Data section start
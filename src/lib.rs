//! Single-pass running mean, variance and covariance over nested streams of
//! numeric arrays.
//!
//! Observations are [`Nested`](core::nested::Nested) trees of
//! `ndarray::ArrayD<f64>` leaves. A reducer builds an immutable
//! [`ReducerState`](reducers::ReducerState) from a template, absorbs samples
//! one at a time or in chunks, and projects the state to variances or
//! covariances whenever asked.

pub mod config;
pub mod core;
pub mod reducers;

#[cfg(any(test, feature = "test-support"))]
pub mod testing;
Data section end
* _Exercise objective_
The answer must be the lines from the one containing "template, absorbs samples" through the last line of the records, copied exactly, with nothing else.

* _Exercise answer_
//! [`ReducerState`](reducers::ReducerState) from a template, absorbs samples
//! one at a time or in chunks, and projects the state to variances or
//! covariances whenever asked.

pub mod config;
pub mod core;
pub mod reducers;

#[cfg(any(test, feature = "test-support"))]
pub mod testing;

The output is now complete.